My Rosebud

This essay is reprinted from the Huffington Post, which published it on 1 September 2015. You can read it there by clicking here.

Gwen Hagen, in a publicity still from her years as an actress.

Gwen Hagen, in a publicity still from her years as an actress.

I’m writing a libretto about Orson Welles right now. Searching, as so many have, for Welles’ Rosebud has made me think about my own. So I wrote to a trusted friend and asked him what he thinks has inspired my life’s work. “Loss,” and “endurance,” he replied. “In the true midwestern spirit, living through what comes.” 

Not surprisingly for a composer, sound figures centrally in my memories of childhood. At age eight, during the summer of ‘69, one of the most comforting sounds I knew was the sound of Mother’s manual Royal typewriter. The telegraphic patter, a rush of keystrokes followed by the thud of the space bar; the zestful (or pensive, or trepidatious) winding sound followed by a sharp click as she pulled on the return lever and hauled the carriage back to begin a new line. The whirr (or whine, or snarl) as a sheet of paper was pulled out; the stuttering sound as a new sheet was fed to the beast.

I could tell how her work was going just by the sound of her typing. Even when it was going badly (longer pauses, more cigarettes, the sound of her chair as it screeched when she got up to look out the window) it made me feel safe. She nearly always cooked at the same time. For some reason, I remember the smells mostly of cabbage, roast beef, baking bread and stews. She listened to the Paganini violin concerti, one after the next, or the local classical radio station, WFMR or Frank Sinatra singing Cole Porter. 

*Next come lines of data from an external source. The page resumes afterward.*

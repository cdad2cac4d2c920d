//! Notebook documents.
//!
//! A notebook is an ordered list of cells. Markup cells hold documentation;
//! code cells hold HTTP requests, JSON variable definitions or markdown. The
//! cell list is persisted with [`serializer`], executed top to bottom by
//! [`controller::NotebookController`] and generated for an endpoint by
//! [`generator`].

pub mod controller;
pub mod detect;
pub mod generator;
pub mod render;
pub mod serializer;

pub use controller::{CellError, CellExecution, CellOutput, NotebookController};
pub use detect::{looks_like_http, looks_like_json, looks_like_markdown};
pub use generator::create_endpoint_notebook;
pub use serializer::{
    convert_text_to_notebook, deserialize, export_to_http_file, serialize, SerializationError,
};

use serde::{Deserialize, Serialize};
use serde_json::Value;

/// Whether a cell is documentation or executable.
#[derive(Debug, Clone, Copy, PartialEq, Eq, Hash, Serialize, Deserialize)]
#[serde(rename_all = "lowercase")]
pub enum CellKind {
    /// Rendered documentation.
    Markup,
    /// Executable content.
    Code,
}

impl CellKind {
    /// Attribute value used in the document format.
    pub fn as_str(&self) -> &'static str {
        match self {
            CellKind::Markup => "markup",
            CellKind::Code => "code",
        }
    }

    /// Parses an attribute value.
    pub fn from_attr(value: &str) -> Option<Self> {
        match value {
            "markup" => Some(CellKind::Markup),
            "code" => Some(CellKind::Code),
            _ => None,
        }
    }
}

/// Declared language of a cell.
#[derive(Debug, Clone, PartialEq, Eq, Hash, Serialize, Deserialize)]
#[serde(from = "String", into = "String")]
pub enum CellLanguage {
    /// HTTP request text.
    Http,
    /// Markdown documentation.
    Markdown,
    /// JSON variable definitions.
    Json,
    /// Any other language id.
    Other(String),
}

impl CellLanguage {
    /// Parses a language id. `rest` is accepted as an alias of `http`.
    pub fn from_id(id: &str) -> Self {
        match id.trim().to_ascii_lowercase().as_str() {
            "http" | "rest" => CellLanguage::Http,
            "markdown" | "md" => CellLanguage::Markdown,
            "json" => CellLanguage::Json,
            _ => CellLanguage::Other(id.trim().to_string()),
        }
    }

    /// The language id.
    pub fn as_str(&self) -> &str {
        match self {
            CellLanguage::Http => "http",
            CellLanguage::Markdown => "markdown",
            CellLanguage::Json => "json",
            CellLanguage::Other(id) => id,
        }
    }

    /// Cell kind a cell of this language gets when none is given.
    pub fn default_kind(&self) -> CellKind {
        match self {
            CellLanguage::Markdown => CellKind::Markup,
            _ => CellKind::Code,
        }
    }
}

impl From<String> for CellLanguage {
    fn from(id: String) -> Self {
        CellLanguage::from_id(&id)
    }
}

impl From<CellLanguage> for String {
    fn from(language: CellLanguage) -> Self {
        language.as_str().to_string()
    }
}

impl std::fmt::Display for CellLanguage {
    fn fmt(&self, f: &mut std::fmt::Formatter<'_>) -> std::fmt::Result {
        f.write_str(self.as_str())
    }
}

/// One notebook cell.
#[derive(Debug, Clone, PartialEq, Eq, Serialize, Deserialize)]
#[serde(rename_all = "camelCase")]
pub struct NotebookCell {
    /// Markup or code.
    pub kind: CellKind,
    /// Declared language.
    #[serde(rename = "languageId")]
    pub language: CellLanguage,
    /// Raw cell text.
    pub content: String,
    /// Stable identifier, if any.
    #[serde(default, skip_serializing_if = "Option::is_none")]
    pub id: Option<String>,
}

impl NotebookCell {
    /// Creates a cell.
    pub fn new(kind: CellKind, language: CellLanguage, content: impl Into<String>) -> Self {
        Self {
            kind,
            language,
            content: content.into(),
            id: None,
        }
    }

    /// A markdown markup cell.
    pub fn markup(content: impl Into<String>) -> Self {
        Self::new(CellKind::Markup, CellLanguage::Markdown, content)
    }

    /// An HTTP code cell.
    pub fn http(content: impl Into<String>) -> Self {
        Self::new(CellKind::Code, CellLanguage::Http, content)
    }

    /// A JSON variables code cell.
    pub fn json(content: impl Into<String>) -> Self {
        Self::new(CellKind::Code, CellLanguage::Json, content)
    }

    /// Sets the id.
    pub fn with_id(mut self, id: impl Into<String>) -> Self {
        self.id = Some(id.into());
        self
    }
}

/// A notebook: optional document metadata plus cells.
#[derive(Debug, Clone, Default, PartialEq, Serialize, Deserialize)]
pub struct NotebookDocument {
    /// Free-form metadata stored in the document header.
    #[serde(default, skip_serializing_if = "Option::is_none")]
    pub metadata: Option<Value>,
    /// Cells in execution order.
    pub cells: Vec<NotebookCell>,
}

impl NotebookDocument {
    /// Creates a document without metadata.
    pub fn new(cells: Vec<NotebookCell>) -> Self {
        Self { metadata: None, cells }
    }

    /// Sets the metadata.
    pub fn with_metadata(mut self, metadata: Value) -> Self {
        self.metadata = Some(metadata);
        self
    }
}
//! Benchmarks for request parsing, variable substitution and the notebook
//! file format.

use api_notebook::notebook::{convert_text_to_notebook, deserialize, serialize, CellLanguage, NotebookDocument};
use api_notebook::parser::parse_request;
use api_notebook::variables::{substitute_variables, VariableContext};
use criterion::{black_box, criterion_group, criterion_main, BenchmarkId, Criterion, Throughput};
use serde_json::{json, Map, Value};

/// Generate a request with the given number of templated headers.
fn generate_request(num_headers: usize) -> String {
    let mut request = String::from(
        "# Create a resource\nPOST {{baseUrl}}/api/v1/users/{{userId}}/items\n\
         Authorization: Bearer {{authToken}}\nContent-Type: application/json\n",
    );
    for i in 0..num_headers {
        request.push_str(&format!("X-Custom-Header-{}: {{{{var_{}}}}}  # header {}\n", i, i % 100, i));
    }
    request.push_str("\n{\n  \"name\": \"{{name}}\",\n  \"tags\": [\"a\", \"b\"]\n}\n");
    request
}

fn generate_variables(num_vars: usize) -> Map<String, Value> {
    let mut variables = Map::new();
    for i in 0..num_vars {
        variables.insert(format!("var_{}", i), json!(format!("value_{}", i)));
    }
    variables.insert("baseUrl".to_string(), json!("https://api.example.com"));
    variables.insert("authToken".to_string(), json!("bearer_token_12345"));
    variables.insert("userId".to_string(), json!(123));
    variables.insert("name".to_string(), json!("Jo"));
    variables
}

/// Generate plain request text with the given number of sections.
fn generate_http_file(num_requests: usize) -> String {
    let mut content = String::new();
    for i in 0..num_requests {
        let method = match i % 4 {
            0 => "GET",
            1 => "POST",
            2 => "PUT",
            _ => "DELETE",
        };
        content.push_str(&format!(
            "## Request {}\n\n{} https://api.example.com/resource/{}\nAccept: application/json\n",
            i, method, i
        ));
        if matches!(method, "POST" | "PUT") {
            content.push_str(&format!("Content-Type: application/json\n\n{{\"id\": {}}}\n", i));
        }
        content.push_str("\n###\n\n");
    }
    content
}

fn bench_parse_request(c: &mut Criterion) {
    let variables = VariableContext::from_map(generate_variables(100));
    let mut group = c.benchmark_group("parse_request");

    for size in [0, 10, 100].iter() {
        let request = generate_request(*size);
        group.throughput(Throughput::Elements(*size as u64 + 2));
        group.bench_with_input(BenchmarkId::from_parameter(format!("{}_headers", size)), size, |b, _| {
            b.iter(|| parse_request(black_box(&request), black_box(&variables)).unwrap())
        });
    }

    group.finish();
}

fn bench_substitute(c: &mut Criterion) {
    let request = generate_request(50);

    c.bench_function("substitute_no_placeholders", |b| {
        let variables = generate_variables(10);
        b.iter(|| substitute_variables(black_box("GET https://api.example.com/users"), black_box(&variables)))
    });

    let mut group = c.benchmark_group("substitute_variables");

    for size in [10, 100, 1000].iter() {
        let variables = generate_variables(*size);
        group.bench_with_input(BenchmarkId::from_parameter(format!("{}_variables", size)), size, |b, _| {
            b.iter(|| substitute_variables(black_box(&request), black_box(&variables)))
        });
    }

    group.finish();
}

fn bench_notebook_format(c: &mut Criterion) {
    let mut group = c.benchmark_group("notebook_format");
    group.sample_size(20);

    for size in [10, 100, 1000].iter() {
        let text = generate_http_file(*size);
        let cells = convert_text_to_notebook(&text, CellLanguage::Markdown);
        let bytes = serialize(&NotebookDocument::new(cells));

        group.throughput(Throughput::Elements(*size as u64));
        group.bench_with_input(BenchmarkId::new("convert_text", size), size, |b, _| {
            b.iter(|| convert_text_to_notebook(black_box(&text), CellLanguage::Markdown))
        });
        group.bench_with_input(BenchmarkId::new("deserialize", size), size, |b, _| {
            b.iter(|| deserialize(black_box(&bytes)))
        });
    }

    group.finish();
}

criterion_group!(benches, bench_parse_request, bench_substitute, bench_notebook_format);
criterion_main!(benches);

I worked hard not to disturb her, but I was only eight, and, if it was summer, I’d inevitably ask her one too many questions, derail her train of thought and pull her out into the sunshine, where she’d set me a task pulling weeds as she tended her magnificent irises. The hotter the sun beat down, the more intense the smell of the cocoa bean shells that we used to pick up in great sacks for free at the Ambrosia Chocolate Company in the Menominee River Valley and spread on the gardens like mulch. Massive broods of cicadas sang, their husks mixing in with the cocoa bean shells when the nymphs burrowed up out of the ground, moulted and reached maturity. 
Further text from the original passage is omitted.